Vivitar's 2005 budget zoom compact — 4.0MP CCD, 3x optical zoom, 1.5in LCD, SD card, 2x AA power
The Vivitar ViviCam 4345 was a 4-megapixel budget compact released around January 2005, sitting above the focus-free ViviCams in the range because it offered a genuine optical zoom. It was sold cheaply through general retail in silver and aimed at buyers stepping up from film point-and-shoots to their first digital camera.
It used a 4.0-megapixel CCD sensor producing images up to 2304x1728, with a 3x optical zoom lens supplemented by 4x digital zoom. Composition was via the 1.5-inch LCD, and video clips recorded at 320x240. It shipped with 12MB of internal memory plus an SD card slot documented up to 512MB, offered Fine/Normal/Economy JPEG quality settings, had a built-in flash, and ran on two AA batteries with an optional 3V DC input, weighing around 130g.

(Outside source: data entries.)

//! # statsview
//!
//! In-process stats instrumentation: record tagged measurements from anywhere in a call
//! tree, fold them into named views with configurable aggregation and windowing, and fan
//! the results out to exporters and subscribers on a fixed reporting period.
//!
//! ## Concepts
//!
//! - A [`Measure`] names a typed numeric signal (`latency_ms`, `queue_depth`, …).
//! - A [`View`] binds a measure to an [`AggregationKind`] (count, sum, mean, distribution,
//!   last-value), a window shape (cumulative or sliding-time), and a set of tag keys to
//!   group by.
//! - Producers attach a [`TagMap`] to the ambient thread-local context and call
//!   [`StatsRecorder::record`]; a single background worker thread folds every sample into
//!   the views that observe its measure.
//! - [`StatsRecorder::subscribe`] and registered [`Exporter`]s both receive a [`ViewData`]
//!   snapshot on every reporting tick.
//!
//! ## Quick Start
//!
//! ```
//! use statsview::tags::{context, Key, Tag, TagMap, TagMutator};
//! use statsview::{AggregationKind, MeasureKind, Measurement, StatsRecorder, WindowSpec};
//!
//! let recorder = StatsRecorder::new();
//! let latency = recorder.new_measure("latency_ms", "request latency", "ms", MeasureKind::Int64).unwrap();
//! let method = Key::new("method").unwrap();
//!
//! let view = recorder
//!     .new_view(
//!         "latency_by_method",
//!         "request latency grouped by HTTP method",
//!         latency.clone(),
//!         vec![method.clone()],
//!         AggregationKind::Count,
//!         WindowSpec::Cumulative,
//!     )
//!     .unwrap();
//!
//! let subscription = recorder.subscribe(view.name()).unwrap();
//!
//! let tag_map = TagMap::new(&TagMap::empty(), [TagMutator::Upsert(Tag::new(method, "GET"))]).unwrap();
//! let _guard = context::attach_tag_map(tag_map);
//! recorder.record(&[Measurement::int64(&latency, 1)]);
//!
//! // Snapshots arrive on `subscription` at the recorder's reporting period (10s by default).
//! let _ = subscription.try_recv();
//! ```

#![deny(clippy::unwrap_used)]
#![deny(clippy::expect_used)]
#![deny(clippy::panic)]
#![deny(clippy::todo)]
#![deny(clippy::unimplemented)]
#![warn(clippy::pedantic)]
#![warn(clippy::nursery)]
#![warn(missing_docs)]
#![warn(clippy::missing_errors_doc)]
#![warn(clippy::missing_panics_doc)]
#![allow(clippy::module_name_repetitions)]
#![cfg_attr(test, allow(clippy::unwrap_used))]
#![cfg_attr(test, allow(clippy::expect_used))]
#![cfg_attr(test, allow(clippy::panic))]

mod aggregation;
mod collector;
pub mod export;
mod error;
mod macros;
mod measure;
pub mod recorder;
pub mod tags;
mod view;
mod window;

pub use aggregation::{AggregationData, AggregationKind, Bounds, DistributionData};
pub use collector::Collector;
pub use error::MetricsError;
pub use export::{Exporter, ExporterRegistry, Subscription};
pub use measure::{Measure, MeasureKind, Measurement, MeasurementValue};
pub use recorder::{StatsRecorder, StatsRecorderOptions};
pub use view::{Row, View, ViewData, WindowSpec};
pub use window::WindowAggregator;

/// Result type returned by fallible recorder operations.
pub type MetricResult<T> = Result<T, MetricsError>;
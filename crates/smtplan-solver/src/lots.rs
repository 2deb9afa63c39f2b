//! Lot-splitting planner
//!
//! Expands each product into the work units the constraint model schedules.
//! A product either flows as product-level batches (every batch traverses
//! the full routing) or as stage-level batches (each batch belongs to one
//! stage, pipelined against the neighbouring stages). The two modes are
//! mutually exclusive per product within one solve.

use smtplan_core::{LotConfig, LotStrategy, Product, StageId};

use crate::catalog::RoutingCatalog;

/// Upper bound on the auto-strategy batch size.
const AUTO_MAX_BATCH: u32 = 500;

// ============================================================================
// Work units
// ============================================================================

/// An indivisible scheduling atom.
///
/// `ProductBatch` traverses the product's whole routing; `StageBatch` covers
/// exactly one stage. Batch numbers are 1-based and contiguous.
#[derive(Clone, Debug, PartialEq, Eq)]
pub enum WorkUnit {
    ProductBatch {
        /// Index into the product slice
        product: usize,
        batch: u32,
        of: u32,
        quantity: u32,
        /// Idle minutes required after the previous batch at the same stage
        min_gap: i64,
    },
    StageBatch {
        product: usize,
        stage_id: StageId,
        batch: u32,
        of: u32,
        quantity: u32,
        min_gap: i64,
    },
}

impl WorkUnit {
    pub fn product(&self) -> usize {
        match self {
            WorkUnit::ProductBatch { product, .. } | WorkUnit::StageBatch { product, .. } => {
                *product
            }
        }
    }

    pub fn quantity(&self) -> u32 {
        match self {
            WorkUnit::ProductBatch { quantity, .. } | WorkUnit::StageBatch { quantity, .. } => {
                *quantity
            }
        }
    }

    /// 1-based batch number within the split.
    pub fn batch(&self) -> u32 {
        match self {
            WorkUnit::ProductBatch { batch, .. } | WorkUnit::StageBatch { batch, .. } => *batch,
        }
    }

    pub fn batch_count(&self) -> u32 {
        match self {
            WorkUnit::ProductBatch { of, .. } | WorkUnit::StageBatch { of, .. } => *of,
        }
    }

    pub fn min_gap(&self) -> i64 {
        match self {
            WorkUnit::ProductBatch { min_gap, .. } | WorkUnit::StageBatch { min_gap, .. } => {
                *min_gap
            }
        }
    }

    /// The stage this unit is pinned to, for stage-level batches.
    pub fn stage_id(&self) -> Option<StageId> {
        match self {
            WorkUnit::ProductBatch { .. } => None,
            WorkUnit::StageBatch { stage_id, .. } => Some(*stage_id),
        }
    }
}

// ============================================================================
// Quantity splitting
// ============================================================================

/// Split `required` units into an ordered list of batch sizes.
///
/// The result is never empty for a positive quantity and always sums to
/// `required`. Splitting is suppressed below the config's
/// `min_qty_to_split` threshold.
pub fn split_quantity(required: u32, config: &LotConfig) -> Vec<u32> {
    if required == 0 {
        return Vec::new();
    }
    if !config.strategy.splits() || required < config.min_qty_to_split {
        return vec![required];
    }

    match config.strategy {
        LotStrategy::None => vec![required],
        LotStrategy::FixedQty(size) => fixed_qty_batches(required, size, config),
        LotStrategy::FixedBatches(count) => near_equal_batches(required, count),
        LotStrategy::Percentage(percent) => {
            let percent = percent.clamp(1, 100);
            let count = (100 + percent - 1) / percent;
            near_equal_batches(required, count)
        }
        LotStrategy::Auto => {
            let size = (required / 4)
                .max(config.min_batch_size.max(1))
                .min(AUTO_MAX_BATCH);
            fixed_qty_batches(required, size, config)
        }
    }
}

/// Repeated batches of `size`; an undersized tail is merged backwards when
/// the config forbids a small last batch.
fn fixed_qty_batches(required: u32, size: u32, config: &LotConfig) -> Vec<u32> {
    let size = size.max(1);
    let mut batches = Vec::with_capacity((required / size + 1) as usize);
    let mut remaining = required;
    while remaining >= size {
        batches.push(size);
        remaining -= size;
    }
    if remaining > 0 {
        if remaining < config.min_batch_size && !config.allow_small_last_batch
            && !batches.is_empty()
        {
            let last = batches.len() - 1;
            batches[last] += remaining;
        } else {
            batches.push(remaining);
        }
    }
    batches
}

/// `count` near-equal batches, the remainder distributed one extra unit per
/// early batch.
fn near_equal_batches(required: u32, count: u32) -> Vec<u32> {
    let count = count.clamp(1, required);
    let base = required / count;
    let extra = required % count;
    (0..count)
        .map(|i| if i < extra { base + 1 } else { base })
        .collect()
}

// ============================================================================
// Work unit materialization
// ============================================================================

/// Expand products into work units, in the given product order.
///
/// `product_order` is the priority-sorted sequence of product indices; units
/// of earlier products are emitted first. Products with nothing to produce
/// are skipped.
pub fn materialize_units(
    products: &[Product],
    product_order: &[usize],
    catalog: &RoutingCatalog,
    enable_lot_splitting: bool,
) -> Vec<WorkUnit> {
    let mut units = Vec::new();

    for &product_idx in product_order {
        let product = &products[product_idx];
        let required = product.required_qty();
        if required == 0 {
            continue;
        }

        let steps = catalog.steps(product_idx);
        let stage_level = enable_lot_splitting
            && steps.iter().any(|step| {
                product
                    .stage_lot_configs
                    .get(&step.stage_id)
                    .is_some_and(|c| c.strategy.splits())
            });

        if stage_level {
            for step in steps {
                let config = product
                    .stage_lot_configs
                    .get(&step.stage_id)
                    .copied()
                    .unwrap_or_default();
                let batches = split_quantity(required, &config);
                let of = batches.len() as u32;
                for (i, quantity) in batches.into_iter().enumerate() {
                    units.push(WorkUnit::StageBatch {
                        product: product_idx,
                        stage_id: step.stage_id,
                        batch: i as u32 + 1,
                        of,
                        quantity,
                        min_gap: config.min_gap_minutes,
                    });
                }
            }
        } else {
            let config = product
                .lot_config
                .filter(|_| enable_lot_splitting)
                .unwrap_or_default();
            let batches = split_quantity(required, &config);
            let of = batches.len() as u32;
            for (i, quantity) in batches.into_iter().enumerate() {
                units.push(WorkUnit::ProductBatch {
                    product: product_idx,
                    batch: i as u32 + 1,
                    of,
                    quantity,
                    min_gap: config.min_gap_minutes,
                });
            }
        }
    }

    units
}

// ============================================================================
// Tests
// ============================================================================

#[cfg(test)]
mod tests {
    use super::*;
    use pretty_assertions::assert_eq;
    use smtplan_core::{Line, SchedulerOptions, Stage};

    fn config(strategy: LotStrategy) -> LotConfig {
        LotConfig::new(strategy)
    }

    #[test]
    fn no_strategy_yields_one_batch() {
        assert_eq!(split_quantity(100, &config(LotStrategy::None)), vec![100]);
    }

    #[test]
    fn zero_quantity_yields_no_batches() {
        assert_eq!(split_quantity(0, &config(LotStrategy::FixedQty(10))), Vec::<u32>::new());
    }

    #[test]
    fn fixed_qty_splits_with_tail() {
        assert_eq!(
            split_quantity(250, &config(LotStrategy::FixedQty(100))),
            vec![100, 100, 50]
        );
    }

    #[test]
    fn fixed_qty_merges_small_tail_when_forbidden() {
        let cfg = config(LotStrategy::FixedQty(100))
            .min_batch_size(60)
            .merge_small_last_batch();
        assert_eq!(split_quantity(250, &cfg), vec![100, 150]);

        // A tail above min_batch_size survives
        let cfg = config(LotStrategy::FixedQty(100))
            .min_batch_size(40)
            .merge_small_last_batch();
        assert_eq!(split_quantity(250, &cfg), vec![100, 100, 50]);
    }

    #[test]
    fn fixed_batches_distributes_remainder_early() {
        assert_eq!(
            split_quantity(10, &config(LotStrategy::FixedBatches(3))),
            vec![4, 3, 3]
        );
    }

    #[test]
    fn percentage_implies_batch_count() {
        // 30% => ceil(100/30) = 4 near-equal batches
        assert_eq!(
            split_quantity(100, &config(LotStrategy::Percentage(30))),
            vec![25, 25, 25, 25]
        );
    }

    #[test]
    fn auto_derives_batch_size() {
        // 2000/4 = 500, already at the cap
        assert_eq!(
            split_quantity(2000, &config(LotStrategy::Auto)),
            vec![500, 500, 500, 500]
        );
        // 40/4 = 10, below min_batch_size 16
        let cfg = config(LotStrategy::Auto).min_batch_size(16);
        assert_eq!(split_quantity(40, &cfg), vec![16, 16, 8]);
    }

    #[test]
    fn split_suppressed_below_threshold() {
        let cfg = config(LotStrategy::FixedQty(10)).min_qty_to_split(50);
        assert_eq!(split_quantity(49, &cfg), vec![49]);
        assert_eq!(split_quantity(50, &cfg), vec![10, 10, 10, 10, 10]);
    }

    #[test]
    fn batches_always_sum_to_required() {
        let configs = [
            config(LotStrategy::FixedQty(7)),
            config(LotStrategy::FixedBatches(4)),
            config(LotStrategy::Percentage(33)),
            config(LotStrategy::Auto),
        ];
        for cfg in &configs {
            for required in [1u32, 13, 100, 999] {
                let total: u32 = split_quantity(required, cfg).iter().sum();
                assert_eq!(total, required, "strategy {:?} qty {}", cfg.strategy, required);
            }
        }
    }

    // ------------------------------------------------------------------
    // Materialization
    // ------------------------------------------------------------------

    fn two_stage_world() -> (Vec<Stage>, Vec<Line>) {
        let stages = vec![Stage::new(1, "SPI", 1), Stage::new(2, "Reflow", 2)];
        let lines = vec![Line::new("SMT-1").capability(1, 1.0).capability(2, 1.0)];
        (stages, lines)
    }

    #[test]
    fn stage_level_split_emits_units_per_stage_batch() {
        let (stages, lines) = two_stage_world();
        let products = vec![Product::new("P1")
            .order_qty(500)
            .stage_lot_config(1, config(LotStrategy::FixedBatches(2)))
            .stage_lot_config(2, config(LotStrategy::FixedBatches(5)))];
        let catalog =
            RoutingCatalog::build(&stages, &lines, &products, &SchedulerOptions::default())
                .unwrap();

        let units = materialize_units(&products, &[0], &catalog, true);
        assert_eq!(units.len(), 7);
        assert_eq!(
            units
                .iter()
                .filter(|u| u.stage_id() == Some(1))
                .map(WorkUnit::quantity)
                .collect::<Vec<_>>(),
            vec![250, 250]
        );
        assert_eq!(
            units
                .iter()
                .filter(|u| u.stage_id() == Some(2))
                .map(WorkUnit::quantity)
                .collect::<Vec<_>>(),
            vec![100, 100, 100, 100, 100]
        );
    }

    #[test]
    fn stage_split_on_one_stage_still_covers_all_stages() {
        let (stages, lines) = two_stage_world();
        let products = vec![Product::new("P1")
            .order_qty(100)
            .stage_lot_config(2, config(LotStrategy::FixedBatches(2)))];
        let catalog =
            RoutingCatalog::build(&stages, &lines, &products, &SchedulerOptions::default())
                .unwrap();

        let units = materialize_units(&products, &[0], &catalog, true);
        // Stage 1 has no split config: one batch; stage 2 has two
        assert_eq!(units.len(), 3);
        assert_eq!(units[0].stage_id(), Some(1));
        assert_eq!(units[0].quantity(), 100);
    }

    #[test]
    fn product_level_split_emits_routing_spanning_units() {
        let (stages, lines) = two_stage_world();
        let products = vec![Product::new("P1")
            .order_qty(100)
            .lot_config(config(LotStrategy::FixedBatches(2)))];
        let catalog =
            RoutingCatalog::build(&stages, &lines, &products, &SchedulerOptions::default())
                .unwrap();

        let units = materialize_units(&products, &[0], &catalog, true);
        assert_eq!(
            units,
            vec![
                WorkUnit::ProductBatch { product: 0, batch: 1, of: 2, quantity: 50, min_gap: 0 },
                WorkUnit::ProductBatch { product: 0, batch: 2, of: 2, quantity: 50, min_gap: 0 },
            ]
        );
    }

    #[test]
    fn disabling_lot_splitting_collapses_to_single_units() {
        let (stages, lines) = two_stage_world();
        let products = vec![Product::new("P1")
            .order_qty(500)
            .lot_config(config(LotStrategy::FixedBatches(4)))
            .stage_lot_config(1, config(LotStrategy::FixedBatches(2)))];
        let catalog =
            RoutingCatalog::build(&stages, &lines, &products, &SchedulerOptions::default())
                .unwrap();

        let units = materialize_units(&products, &[0], &catalog, false);
        assert_eq!(
            units,
            vec![WorkUnit::ProductBatch { product: 0, batch: 1, of: 1, quantity: 500, min_gap: 0 }]
        );
    }

    #[test]
    fn covered_products_are_skipped() {
        let (stages, lines) = two_stage_world();
        let products = vec![
            Product::new("P1").order_qty(100).stock_qty(100),
            Product::new("P2").order_qty(10),
        ];
        let catalog =
            RoutingCatalog::build(&stages, &lines, &products, &SchedulerOptions::default())
                .unwrap();

        let units = materialize_units(&products, &[0, 1], &catalog, true);
        assert_eq!(units.len(), 1);
        assert_eq!(units[0].product(), 1);
    }
}
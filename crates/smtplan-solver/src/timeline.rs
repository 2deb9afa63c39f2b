//! Working-minutes timeline
//!
//! Anchors the shop calendar at a reference instant and converts between
//! wall-clock `NaiveDateTime` and a non-negative integer working-minutes
//! coordinate. All solver variables live on this axis; only the decoder
//! converts back to dates.
//!
//! Round-trip law: for any instant inside a working window,
//! `minutes_to_date(date_to_minutes(t)) == t` to the minute.

use chrono::{NaiveDate, NaiveDateTime, NaiveTime, TimeDelta, Timelike};

use smtplan_core::{ScheduleError, ShopCalendar};

/// Hard ceiling on calendar walking; exceeding it is an internal error.
pub const MAX_CALENDAR_DAYS: i64 = 1000;

/// The shop calendar anchored at a reference instant.
#[derive(Clone, Debug)]
pub struct WorkTimeline<'a> {
    calendar: &'a ShopCalendar,
    reference: NaiveDateTime,
}

impl<'a> WorkTimeline<'a> {
    pub fn new(calendar: &'a ShopCalendar, reference: NaiveDateTime) -> Self {
        Self {
            calendar,
            reference,
        }
    }

    /// The zero of the working-minutes axis.
    pub fn reference(&self) -> NaiveDateTime {
        self.reference
    }

    pub fn calendar(&self) -> &ShopCalendar {
        self.calendar
    }

    /// Working minutes of `date` elapsed strictly before `time`.
    fn elapsed_in_day(&self, date: NaiveDate, time: NaiveTime, line: Option<&str>) -> i64 {
        let minute_of_day = i64::from(time.hour()) * 60 + i64::from(time.minute());
        self.calendar
            .working_intervals(date, line)
            .iter()
            .map(|iv| {
                let end = minute_of_day.min(i64::from(iv.end));
                (end - i64::from(iv.start)).max(0)
            })
            .sum()
    }

    /// The wall-clock time at `offset` working minutes into `date`.
    ///
    /// `offset` must be strictly less than the day's working minutes; the
    /// caller guarantees this by construction.
    fn time_at_offset(&self, date: NaiveDate, mut offset: i64, line: Option<&str>) -> NaiveTime {
        let intervals = self.calendar.working_intervals(date, line);
        for iv in &intervals {
            if offset < iv.minutes() {
                let minute = i64::from(iv.start) + offset;
                return minute_to_time(minute);
            }
            offset -= iv.minutes();
        }
        // Unreachable when the offset invariant holds; clamp to day end.
        intervals
            .last()
            .map_or(NaiveTime::MIN, |iv| minute_to_time(i64::from(iv.end) - 1))
    }

    /// Working minutes from the reference instant to `instant`, clamped at 0.
    ///
    /// Whole working days in `[reference, instant)` contribute their full
    /// working minutes; the final day contributes the minutes elapsed inside
    /// its shift, clamped to the shift's working capacity.
    pub fn date_to_minutes(&self, instant: NaiveDateTime, line: Option<&str>) -> i64 {
        if instant <= self.reference {
            return 0;
        }

        let mut total = 0;
        let mut day = self.reference.date();
        while day < instant.date() {
            total += self.calendar.working_minutes_in_day(day, line);
            day = day + TimeDelta::days(1);
        }
        total + self.elapsed_in_day(instant.date(), instant.time(), line)
    }

    /// The wall-clock instant at `minutes` on the working axis.
    ///
    /// Walks forward one day at a time consuming each day's working minutes.
    /// A budget that would walk past [`MAX_CALENDAR_DAYS`] is a fatal
    /// consistency error.
    pub fn minutes_to_date(
        &self,
        minutes: i64,
        line: Option<&str>,
    ) -> Result<NaiveDateTime, ScheduleError> {
        let mut remaining = minutes.max(0);
        let mut day = self.reference.date();

        for _ in 0..MAX_CALENDAR_DAYS {
            let available = self.calendar.working_minutes_in_day(day, line);
            if remaining < available {
                return Ok(day.and_time(self.time_at_offset(day, remaining, line)));
            }
            remaining -= available;
            day = day + TimeDelta::days(1);
        }

        Err(ScheduleError::CalendarOverrun(MAX_CALENDAR_DAYS))
    }

    /// Advance `n` working days from `from`, counting working days only.
    pub fn add_working_days(&self, from: NaiveDate, n: i64, line: Option<&str>) -> NaiveDate {
        if n <= 0 {
            return from;
        }

        let mut current = from;
        let mut remaining = n;
        while remaining > 0 {
            current = current + TimeDelta::days(1);
            if self.calendar.is_working_day(current, line) {
                remaining -= 1;
            }
        }
        current
    }

    /// Number of working days in `(from, to]`.
    pub fn working_days_between(&self, from: NaiveDate, to: NaiveDate, line: Option<&str>) -> i64 {
        if to <= from {
            return 0;
        }
        let mut count = 0;
        let mut day = from;
        while day < to {
            day = day + TimeDelta::days(1);
            if self.calendar.is_working_day(day, line) {
                count += 1;
            }
        }
        count
    }

    /// Working minutes between two instants, clamped at 0.
    pub fn available_minutes_between(
        &self,
        from: NaiveDateTime,
        to: NaiveDateTime,
        line: Option<&str>,
    ) -> i64 {
        (self.date_to_minutes(to, line) - self.date_to_minutes(from, line)).max(0)
    }
}

fn minute_to_time(minute: i64) -> NaiveTime {
    let clamped = minute.clamp(0, 24 * 60 - 1) as u32;
    NaiveTime::from_hms_opt(clamped / 60, clamped % 60, 0).unwrap_or(NaiveTime::MIN)
}

// ============================================================================
// Tests
// ============================================================================

#[cfg(test)]
mod tests {
    use super::*;
    use pretty_assertions::assert_eq;
    use smtplan_core::{Holiday, Shift};

    fn date(y: i32, m: u32, d: u32) -> NaiveDate {
        NaiveDate::from_ymd_opt(y, m, d).unwrap()
    }

    fn at(y: i32, m: u32, d: u32, hour: u32, minute: u32) -> NaiveDateTime {
        date(y, m, d).and_hms_opt(hour, minute, 0).unwrap()
    }

    /// Monday 2025-03-03 at midnight, default Mon-Fri calendar.
    fn monday_reference() -> NaiveDateTime {
        at(2025, 3, 3, 0, 0)
    }

    #[test]
    fn minute_zero_is_first_shift_start() {
        let calendar = ShopCalendar::default();
        let timeline = WorkTimeline::new(&calendar, monday_reference());

        let start = timeline.minutes_to_date(0, None).unwrap();
        assert_eq!(start, at(2025, 3, 3, 8, 0));
    }

    #[test]
    fn full_day_rolls_to_next_working_morning() {
        let calendar = ShopCalendar::default();
        let timeline = WorkTimeline::new(&calendar, monday_reference());

        // 480 working minutes = the whole Monday shift
        let next = timeline.minutes_to_date(480, None).unwrap();
        assert_eq!(next, at(2025, 3, 4, 8, 0));
    }

    #[test]
    fn weekend_is_skipped() {
        let calendar = ShopCalendar::default();
        let timeline = WorkTimeline::new(&calendar, monday_reference());

        // Five full days land on the next Monday morning
        let next_week = timeline.minutes_to_date(5 * 480, None).unwrap();
        assert_eq!(next_week, at(2025, 3, 10, 8, 0));
    }

    #[test]
    fn conversion_skips_lunch_break() {
        let calendar = ShopCalendar::default();
        let timeline = WorkTimeline::new(&calendar, monday_reference());

        // 240 working minutes from 08:00 reach the lunch break at 12:00;
        // the next working minute is 12:30
        assert_eq!(timeline.minutes_to_date(239, None).unwrap(), at(2025, 3, 3, 11, 59));
        assert_eq!(timeline.minutes_to_date(240, None).unwrap(), at(2025, 3, 3, 12, 30));
    }

    #[test]
    fn date_to_minutes_clamps_before_reference() {
        let calendar = ShopCalendar::default();
        let timeline = WorkTimeline::new(&calendar, monday_reference());

        assert_eq!(timeline.date_to_minutes(at(2025, 2, 28, 12, 0), None), 0);
    }

    #[test]
    fn date_to_minutes_counts_whole_days_plus_elapsed() {
        let calendar = ShopCalendar::default();
        let timeline = WorkTimeline::new(&calendar, monday_reference());

        // Tuesday 10:00: Monday contributes 480, Tuesday 08:00-10:00 is 120
        assert_eq!(timeline.date_to_minutes(at(2025, 3, 4, 10, 0), None), 600);
    }

    #[test]
    fn round_trip_inside_working_windows() {
        let mut calendar = ShopCalendar::default();
        calendar
            .holidays
            .push(Holiday::whole_day("Bridge day", date(2025, 3, 7), date(2025, 3, 7)));
        let timeline = WorkTimeline::new(&calendar, monday_reference());

        let instants = [
            at(2025, 3, 3, 8, 0),
            at(2025, 3, 3, 11, 59),
            at(2025, 3, 4, 14, 45),
            at(2025, 3, 10, 16, 29), // Friday was a holiday, still bijective
        ];
        for instant in instants {
            let minutes = timeline.date_to_minutes(instant, None);
            assert_eq!(
                timeline.minutes_to_date(minutes, None).unwrap(),
                instant,
                "round trip failed for {instant}"
            );
        }
    }

    #[test]
    fn per_line_shift_changes_the_axis() {
        let mut calendar = ShopCalendar::default();
        calendar
            .line_shifts
            .insert("SMT-2".into(), Shift::new(6 * 60, 18 * 60));
        let timeline = WorkTimeline::new(&calendar, monday_reference());

        // SMT-2 works 720 minutes per day with no break
        assert_eq!(
            timeline.minutes_to_date(720, Some("SMT-2")).unwrap(),
            at(2025, 3, 4, 6, 0)
        );
    }

    #[test]
    fn add_working_days_skips_weekends() {
        let calendar = ShopCalendar::default();
        let timeline = WorkTimeline::new(&calendar, monday_reference());

        // Friday + 1 working day = Monday
        assert_eq!(
            timeline.add_working_days(date(2025, 3, 7), 1, None),
            date(2025, 3, 10)
        );
        assert_eq!(timeline.add_working_days(date(2025, 3, 3), 0, None), date(2025, 3, 3));
    }

    #[test]
    fn working_days_between_counts_only_working() {
        let calendar = ShopCalendar::default();
        let timeline = WorkTimeline::new(&calendar, monday_reference());

        // Friday -> next Tuesday crosses a weekend: Mon + Tue = 2
        assert_eq!(
            timeline.working_days_between(date(2025, 3, 7), date(2025, 3, 11), None),
            2
        );
    }

    #[test]
    fn overrun_is_fatal() {
        let mut calendar = ShopCalendar::default();
        calendar.working_days.clear(); // nothing is ever worked
        let timeline = WorkTimeline::new(&calendar, monday_reference());

        let err = timeline.minutes_to_date(1, None).unwrap_err();
        assert!(matches!(err, ScheduleError::CalendarOverrun(_)));
    }
}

With a real optical zoom and a CCD sensor it is one of the more usable cameras of the cheap ViviCam family, capable of respectable daylight snapshots with the punchy colour typical of small mid-2000s CCDs. It remains slow to operate, weak in low light and limited by its small screen, so it suits casual and nostalgic shooting rather than demanding use.
When buying used, test the zoom motor through its full travel, as lens mechanisms are the usual failure point on cheap zoom compacts of this era. AA power keeps testing simple, but check for battery-bay corrosion. Stick to small SD cards (512MB or under is the documented ceiling; SDHC will not work) and check the LCD and flash both function.